= Dataset excerpts =
——
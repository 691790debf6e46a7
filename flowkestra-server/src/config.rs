use flowkestra_core::{Application, FlowDefinition};
use flowkestra_flow::{
    credentials::validate_password_hash, CredentialsStep, FlowEngine, MemoryFlowStore,
    StaticCredentials, StaticRegistry, DEFAULT_FLOW_TTL_SECS,
};
use flowkestra_providers_google::GoogleProvider;
use flowkestra_token::TokenManager;
use serde::Deserialize;
use std::net::SocketAddr;
use std::path::{Path, PathBuf};
use std::sync::Arc;
use std::time::Duration;

const DEFAULT_BIND_ADDR: &str = "0.0.0.0:8090";
const DEFAULT_SWEEP_INTERVAL_SECS: u64 = 60;

const BASIC_PROVIDER: &str = "basic";
const GOOGLE_PROVIDER: &str = "google";

#[derive(Debug, thiserror::Error)]
pub enum ConfigError {
    #[error("{var} has an invalid value {value:?}")]
    Invalid { var: &'static str, value: String },
    #[error("could not read {path}: {source}")]
    Io {
        path: PathBuf,
        source: std::io::Error,
    },
    #[error("invalid applications file: {0}")]
    Json(#[from] serde_json::Error),
    #[error("user {username} has an unusable password hash")]
    InvalidPasswordHash { username: String },
    #[error("flow {flow} uses unknown provider {provider}")]
    UnknownProvider { flow: String, provider: String },
}

/// Process settings, taken from `FLOWKESTRA_*` environment variables.
#[derive(Debug, Clone, PartialEq, Eq)]
pub struct ServerConfig {
    pub bind_addr: SocketAddr,
    pub flow_ttl_secs: i64,
    pub sweep_interval: Duration,
    pub apps_file: Option<PathBuf>,
    pub jwt_secret: Option<String>,
    pub jwt_issuer: Option<String>,
    pub google_client_id: String,
    pub google_client_secret: String,
    pub google_redirect_uri: String,
}

impl ServerConfig {
    pub fn from_env() -> Result<Self, ConfigError> {
        Self::from_lookup(|key| std::env::var(key).ok())
    }

    /// Builds the configuration from an arbitrary variable source.
    pub fn from_lookup(lookup: impl Fn(&str) -> Option<String>) -> Result<Self, ConfigError> {
        let var = |key: &str| lookup(key).filter(|v| !v.trim().is_empty());

        let bind_addr = parse_or(
            "FLOWKESTRA_BIND_ADDR",
            var("FLOWKESTRA_BIND_ADDR"),
            DEFAULT_BIND_ADDR.parse().ok(),
        )?;
        let flow_ttl_secs: i64 = parse_or(
            "FLOWKESTRA_FLOW_TTL_SECS",
            var("FLOWKESTRA_FLOW_TTL_SECS"),
            Some(DEFAULT_FLOW_TTL_SECS),
        )?;
        if flow_ttl_secs <= 0 {
            return Err(ConfigError::Invalid {
                var: "FLOWKESTRA_FLOW_TTL_SECS",
                value: flow_ttl_secs.to_string(),
            });
        }
        let sweep_secs: u64 = parse_or(
            "FLOWKESTRA_SWEEP_INTERVAL_SECS",
            var("FLOWKESTRA_SWEEP_INTERVAL_SECS"),
            Some(DEFAULT_SWEEP_INTERVAL_SECS),
        )?;
        if sweep_secs == 0 {
            return Err(ConfigError::Invalid {
                var: "FLOWKESTRA_SWEEP_INTERVAL_SECS",
                value: "0".into(),
            });
        }

        Ok(Self {
            bind_addr,
            flow_ttl_secs,
            sweep_interval: Duration::from_secs(sweep_secs),
            apps_file: var("FLOWKESTRA_APPS_FILE").map(PathBuf::from),
            jwt_secret: var("FLOWKESTRA_JWT_SECRET"),
            jwt_issuer: var("FLOWKESTRA_JWT_ISSUER"),
            google_client_id: var("FLOWKESTRA_GOOGLE_CLIENT_ID").unwrap_or_default(),
            google_client_secret: var("FLOWKESTRA_GOOGLE_CLIENT_SECRET").unwrap_or_default(),
            google_redirect_uri: var("FLOWKESTRA_GOOGLE_REDIRECT_URI").unwrap_or_default(),
        })
    }
}

fn parse_or<T: std::str::FromStr>(
    name: &'static str,
    raw: Option<String>,
    default: Option<T>,
) -> Result<T, ConfigError> {
    match raw {
        Some(value) => value.trim().parse().map_err(|_| ConfigError::Invalid {
            var: name,
            value,
        }),
        None => default.ok_or(ConfigError::Invalid {
            var: name,
            value: String::new(),
        }),
    }
}

/// A user accepted by `basic` steps.
#[derive(Debug, Clone, Deserialize)]
pub struct UserEntry {
    pub username: String,
    /// Argon2 PHC string, e.g. `$argon2id$v=19$m=19456,t=2,p=1$...`.
    pub password_hash: String,
    #[serde(default)]
    pub email: Option<String>,
}

/// Contents of `FLOWKESTRA_APPS_FILE`.
#[derive(Debug, Clone, Default, Deserialize)]
pub struct AppsFile {
    #[serde(default)]
    pub applications: Vec<Application>,
    #[serde(default)]
    pub flows: Vec<FlowDefinition>,
    #[serde(default)]
    pub users: Vec<UserEntry>,
}

impl AppsFile {
    pub fn load(path: &Path) -> Result<Self, ConfigError> {
        let raw = std::fs::read_to_string(path).map_err(|source| ConfigError::Io {
            path: path.to_path_buf(),
            source,
        })?;
        Self::parse(&raw)
    }

    pub fn parse(raw: &str) -> Result<Self, ConfigError> {
        let apps: AppsFile = serde_json::from_str(raw)?;
        for flow in &apps.flows {
            if let Some(step) = flow
                .steps
                .iter()
                .find(|s| s.provider != BASIC_PROVIDER && s.provider != GOOGLE_PROVIDER)
            {
                return Err(ConfigError::UnknownProvider {
                    flow: flow.name.clone(),
                    provider: step.provider.clone(),
                });
            }
        }
        for user in &apps.users {
            if validate_password_hash(&user.password_hash).is_err() {
                return Err(ConfigError::InvalidPasswordHash {
                    username: user.username.clone(),
                });
            }
        }
        Ok(apps)
    }
}

/// Assembles the engine with the `basic` and `google` providers.
pub fn build_engine(config: &ServerConfig, apps: AppsFile) -> FlowEngine {
    let registry = apps
        .flows
        .into_iter()
        .fold(StaticRegistry::new(), StaticRegistry::with_flow);
    let registry = apps
        .applications
        .into_iter()
        .fold(registry, StaticRegistry::with_application);

    let credentials = apps
        .users
        .into_iter()
        .fold(StaticCredentials::new(), |creds, user| {
            creds.with_hashed_user(user.username, user.password_hash, user.email)
        });

    let google = GoogleProvider::new(
        config.google_client_id.clone(),
        config.google_client_secret.clone(),
        config.google_redirect_uri.clone(),
    );

    let mut builder = FlowEngine::builder()
        .provider(CredentialsStep::new(credentials))
        .provider(google)
        .flow_ttl(chrono::Duration::seconds(config.flow_ttl_secs));

    match &config.jwt_secret {
        Some(secret) => {
            let mut manager = TokenManager::new(secret.as_bytes());
            if let Some(issuer) = &config.jwt_issuer {
                manager = manager.with_issuer(issuer.clone());
            }
            builder = builder.token_manager(Arc::new(manager));
        }
        None => log::warn!("FLOWKESTRA_JWT_SECRET is not set; completed flows carry no assertion"),
    }

    builder
        .registry(Arc::new(registry))
        .store(Arc::new(MemoryFlowStore::new()))
        .build()
}
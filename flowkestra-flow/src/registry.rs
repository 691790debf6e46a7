use flowkestra_core::{Application, AuthError, FlowDefinition, FlowRegistry};
use std::collections::HashMap;

/// A registry built once from configuration and never mutated afterwards.
///
/// Switching an application to another flow means building a new registry,
/// not editing this one.
#[derive(Debug, Clone, Default)]
pub struct StaticRegistry {
    applications: HashMap<String, Application>,
    flows: HashMap<String, FlowDefinition>,
}

impl StaticRegistry {
    /// An empty registry.
    pub fn new() -> Self {
        Self::default()
    }

    /// Registers an application.
    pub fn with_application(mut self, application: Application) -> Self {
        self.applications
            .insert(application.id.clone(), application);
        self
    }

    /// Registers a flow definition under its name.
    pub fn with_flow(mut self, definition: FlowDefinition) -> Self {
        self.flows.insert(definition.name.clone(), definition);
        self
    }

    /// Every registered flow definition.
    pub fn flows(&self) -> impl Iterator<Item = &FlowDefinition> {
        self.flows.values()
    }
}

impl FlowRegistry for StaticRegistry {
    fn application(&self, app_id: &str) -> Option<Application> {
        self.applications
            .get(app_id)
            .filter(|app| app.enabled)
            .cloned()
    }

    fn resolve(&self, app_id: &str) -> Result<FlowDefinition, AuthError> {
        let app = self
            .application(app_id)
            .ok_or_else(|| AuthError::InvalidAppId(app_id.to_string()))?;
        self.flows.get(&app.flow).cloned().ok_or_else(|| {
            AuthError::ProviderConfig(format!(
                "application {} references unknown flow {}",
                app.id, app.flow
            ))
        })
    }
}
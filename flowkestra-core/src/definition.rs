use serde::{Deserialize, Serialize};
use std::collections::HashMap;

/// A registered application and the flow it currently uses.
#[derive(Debug, Clone, PartialEq, Eq, Serialize, Deserialize)]
pub struct Application {
    /// Application identifier sent by clients as `applicationId`.
    pub id: String,
    /// Disabled applications are treated as unknown.
    #[serde(default = "default_enabled")]
    pub enabled: bool,
    /// Name of the active flow definition, e.g. `auth_flow_config_google`.
    pub flow: String,
}

fn default_enabled() -> bool {
    true
}

impl Application {
    /// An enabled application bound to `flow`.
    pub fn new(id: impl Into<String>, flow: impl Into<String>) -> Self {
        Self {
            id: id.into(),
            enabled: true,
            flow: flow.into(),
        }
    }
}

/// An ordered list of authentication steps.
#[derive(Debug, Clone, PartialEq, Eq, Serialize, Deserialize)]
pub struct FlowDefinition {
    /// Definition name.
    pub name: String,
    /// Steps executed in order.
    pub steps: Vec<StepSpec>,
}

impl FlowDefinition {
    /// Creates a definition from its steps.
    pub fn new(name: impl Into<String>, steps: Vec<StepSpec>) -> Self {
        Self {
            name: name.into(),
            steps,
        }
    }
}

/// One step of a flow, bound to a registered identity provider.
#[derive(Debug, Clone, PartialEq, Eq, Serialize, Deserialize)]
pub struct StepSpec {
    /// Id of the identity provider that executes the step.
    pub provider: String,
    /// Provider specific parameters (client id, scopes, redirect URI, ...).
    #[serde(default)]
    pub properties: HashMap<String, String>,
}

impl StepSpec {
    /// A step for `provider` with no properties.
    pub fn new(provider: impl Into<String>) -> Self {
        Self {
            provider: provider.into(),
            properties: HashMap::new(),
        }
    }

    /// Adds a property.
    pub fn with_property(mut self, key: impl Into<String>, value: impl Into<String>) -> Self {
        self.properties.insert(key.into(), value.into());
        self
    }

    /// Returns a property, treating blank values as absent.
    pub fn property(&self, key: &str) -> Option<&str> {
        self.properties
            .get(key)
            .map(|v| v.trim())
            .filter(|v| !v.is_empty())
    }
}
——
Copy each line of the listing that contains the string "StaticRegistry".

= Your response =
    StaticCredentials, StaticRegistry, DEFAULT_FLOW_TTL_SECS,
        .fold(StaticRegistry::new(), StaticRegistry::with_flow);
        .fold(registry, StaticRegistry::with_application);
pub struct StaticRegistry {
impl StaticRegistry {
impl FlowRegistry for StaticRegistry {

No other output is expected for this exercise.